Records excerpted from a collection:

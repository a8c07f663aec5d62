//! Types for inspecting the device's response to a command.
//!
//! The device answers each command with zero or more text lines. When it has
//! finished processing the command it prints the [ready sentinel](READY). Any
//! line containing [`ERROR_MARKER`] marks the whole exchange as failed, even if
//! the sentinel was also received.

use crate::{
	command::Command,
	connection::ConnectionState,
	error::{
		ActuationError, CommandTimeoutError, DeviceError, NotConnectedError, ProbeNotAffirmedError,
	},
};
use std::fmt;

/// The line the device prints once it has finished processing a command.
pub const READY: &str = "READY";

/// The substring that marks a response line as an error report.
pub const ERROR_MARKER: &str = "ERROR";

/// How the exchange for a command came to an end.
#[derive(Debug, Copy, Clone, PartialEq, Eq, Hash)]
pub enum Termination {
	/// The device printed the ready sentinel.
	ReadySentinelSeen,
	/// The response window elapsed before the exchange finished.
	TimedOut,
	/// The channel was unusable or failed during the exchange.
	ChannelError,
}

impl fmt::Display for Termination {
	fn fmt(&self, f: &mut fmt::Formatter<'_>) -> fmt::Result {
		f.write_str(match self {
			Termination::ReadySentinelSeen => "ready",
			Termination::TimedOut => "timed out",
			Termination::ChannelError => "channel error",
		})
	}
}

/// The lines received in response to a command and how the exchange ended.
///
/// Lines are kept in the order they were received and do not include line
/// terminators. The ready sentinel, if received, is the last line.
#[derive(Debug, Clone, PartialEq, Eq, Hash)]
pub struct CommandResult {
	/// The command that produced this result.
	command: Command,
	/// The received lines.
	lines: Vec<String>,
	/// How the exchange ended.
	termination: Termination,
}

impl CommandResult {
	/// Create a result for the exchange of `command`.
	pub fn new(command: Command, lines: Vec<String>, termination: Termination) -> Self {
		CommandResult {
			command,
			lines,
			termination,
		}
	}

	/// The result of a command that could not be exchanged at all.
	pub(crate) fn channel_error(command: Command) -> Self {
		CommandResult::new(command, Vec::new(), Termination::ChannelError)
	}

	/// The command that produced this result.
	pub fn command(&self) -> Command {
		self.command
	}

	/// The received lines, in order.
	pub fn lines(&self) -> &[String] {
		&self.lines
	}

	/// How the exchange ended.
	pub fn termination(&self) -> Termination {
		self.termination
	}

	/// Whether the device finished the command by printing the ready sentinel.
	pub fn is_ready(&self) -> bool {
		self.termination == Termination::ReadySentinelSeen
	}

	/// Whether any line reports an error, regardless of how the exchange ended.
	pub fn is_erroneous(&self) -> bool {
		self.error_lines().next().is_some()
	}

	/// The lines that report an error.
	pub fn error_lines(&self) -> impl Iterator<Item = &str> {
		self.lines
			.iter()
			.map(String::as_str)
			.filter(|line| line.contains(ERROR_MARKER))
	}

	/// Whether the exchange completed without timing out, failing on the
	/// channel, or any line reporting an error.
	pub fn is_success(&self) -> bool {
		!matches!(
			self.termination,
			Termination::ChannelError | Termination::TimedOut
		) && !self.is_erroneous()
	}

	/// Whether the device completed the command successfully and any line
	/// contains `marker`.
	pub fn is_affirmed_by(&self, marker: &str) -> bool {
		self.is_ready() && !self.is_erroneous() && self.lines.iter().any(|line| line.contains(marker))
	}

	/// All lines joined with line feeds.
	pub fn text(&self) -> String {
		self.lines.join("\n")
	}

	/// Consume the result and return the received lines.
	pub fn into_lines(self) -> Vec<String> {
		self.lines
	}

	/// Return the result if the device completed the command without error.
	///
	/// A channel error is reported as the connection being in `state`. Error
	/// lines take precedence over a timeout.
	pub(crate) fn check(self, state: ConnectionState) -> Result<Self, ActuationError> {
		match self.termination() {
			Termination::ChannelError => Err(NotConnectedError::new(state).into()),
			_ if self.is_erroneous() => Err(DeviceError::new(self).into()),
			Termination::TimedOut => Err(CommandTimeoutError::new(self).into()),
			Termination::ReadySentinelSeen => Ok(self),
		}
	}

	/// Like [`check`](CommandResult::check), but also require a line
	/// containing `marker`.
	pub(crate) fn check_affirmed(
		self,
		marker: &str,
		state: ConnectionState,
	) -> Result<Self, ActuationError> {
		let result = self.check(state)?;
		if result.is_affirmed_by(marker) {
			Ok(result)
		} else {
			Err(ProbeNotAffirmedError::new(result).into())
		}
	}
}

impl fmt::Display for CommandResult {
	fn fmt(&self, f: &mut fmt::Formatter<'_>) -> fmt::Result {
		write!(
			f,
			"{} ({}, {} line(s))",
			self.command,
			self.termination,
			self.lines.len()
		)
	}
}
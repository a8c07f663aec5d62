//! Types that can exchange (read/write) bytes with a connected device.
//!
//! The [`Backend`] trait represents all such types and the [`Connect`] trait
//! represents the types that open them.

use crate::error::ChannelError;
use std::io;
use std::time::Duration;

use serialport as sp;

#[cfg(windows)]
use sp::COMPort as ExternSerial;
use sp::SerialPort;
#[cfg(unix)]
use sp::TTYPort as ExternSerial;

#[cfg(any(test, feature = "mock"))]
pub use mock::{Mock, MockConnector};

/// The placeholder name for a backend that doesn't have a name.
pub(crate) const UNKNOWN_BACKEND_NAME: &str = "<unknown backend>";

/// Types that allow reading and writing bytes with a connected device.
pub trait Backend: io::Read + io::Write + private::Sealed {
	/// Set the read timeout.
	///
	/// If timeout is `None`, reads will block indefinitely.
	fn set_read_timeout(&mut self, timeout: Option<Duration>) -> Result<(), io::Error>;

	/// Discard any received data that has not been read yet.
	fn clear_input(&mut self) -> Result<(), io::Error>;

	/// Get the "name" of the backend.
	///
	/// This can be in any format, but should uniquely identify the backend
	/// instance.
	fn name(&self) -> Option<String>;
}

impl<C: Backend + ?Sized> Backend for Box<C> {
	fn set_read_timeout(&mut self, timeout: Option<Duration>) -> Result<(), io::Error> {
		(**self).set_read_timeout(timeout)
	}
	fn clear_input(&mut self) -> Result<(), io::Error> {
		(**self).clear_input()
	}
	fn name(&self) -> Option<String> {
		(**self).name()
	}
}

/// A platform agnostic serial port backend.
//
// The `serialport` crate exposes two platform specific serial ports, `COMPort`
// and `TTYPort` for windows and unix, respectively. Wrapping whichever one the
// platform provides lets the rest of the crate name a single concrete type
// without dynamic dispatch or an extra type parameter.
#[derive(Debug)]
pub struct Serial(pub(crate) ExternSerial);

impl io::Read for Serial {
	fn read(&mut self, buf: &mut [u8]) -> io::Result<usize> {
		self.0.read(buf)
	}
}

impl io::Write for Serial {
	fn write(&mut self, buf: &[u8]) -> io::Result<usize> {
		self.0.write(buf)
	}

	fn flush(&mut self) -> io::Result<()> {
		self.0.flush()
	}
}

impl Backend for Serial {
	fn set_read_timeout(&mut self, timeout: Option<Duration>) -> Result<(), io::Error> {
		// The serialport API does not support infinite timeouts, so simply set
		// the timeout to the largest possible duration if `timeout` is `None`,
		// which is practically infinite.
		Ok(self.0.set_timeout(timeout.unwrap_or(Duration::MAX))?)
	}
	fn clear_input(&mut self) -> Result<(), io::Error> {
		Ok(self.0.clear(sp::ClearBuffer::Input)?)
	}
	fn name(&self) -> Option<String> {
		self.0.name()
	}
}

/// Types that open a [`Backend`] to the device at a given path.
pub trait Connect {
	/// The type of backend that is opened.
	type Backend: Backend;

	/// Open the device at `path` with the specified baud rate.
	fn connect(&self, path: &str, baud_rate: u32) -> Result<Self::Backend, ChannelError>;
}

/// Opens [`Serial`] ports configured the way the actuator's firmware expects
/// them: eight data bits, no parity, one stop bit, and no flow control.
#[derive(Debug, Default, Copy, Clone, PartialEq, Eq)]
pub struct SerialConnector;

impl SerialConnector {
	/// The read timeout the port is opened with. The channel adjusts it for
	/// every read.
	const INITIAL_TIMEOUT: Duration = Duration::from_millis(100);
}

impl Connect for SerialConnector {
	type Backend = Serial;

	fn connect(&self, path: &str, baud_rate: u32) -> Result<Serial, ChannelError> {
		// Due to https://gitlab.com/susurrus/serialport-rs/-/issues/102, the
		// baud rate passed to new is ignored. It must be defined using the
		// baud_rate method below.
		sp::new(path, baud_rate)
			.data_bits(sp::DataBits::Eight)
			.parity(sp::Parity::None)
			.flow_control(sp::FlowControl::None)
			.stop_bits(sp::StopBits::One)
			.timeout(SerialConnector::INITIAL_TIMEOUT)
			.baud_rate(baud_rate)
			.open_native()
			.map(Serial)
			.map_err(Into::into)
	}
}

» Exercise goal
Out of the data above, give again only the lines starting at the one holding "pub(crate) const UNKNOWN_BACKEND_NAME: &str" and ending at the one holding "Option<Duration>) -> Result<(), io::Error>;", unchanged.

» Solution for this problem
pub(crate) const UNKNOWN_BACKEND_NAME: &str = "<unknown backend>";

/// Types that allow reading and writing bytes with a connected device.
pub trait Backend: io::Read + io::Write + private::Sealed {
	/// Set the read timeout.
	///
	/// If timeout is `None`, reads will block indefinitely.
	fn set_read_timeout(&mut self, timeout: Option<Duration>) -> Result<(), io::Error>;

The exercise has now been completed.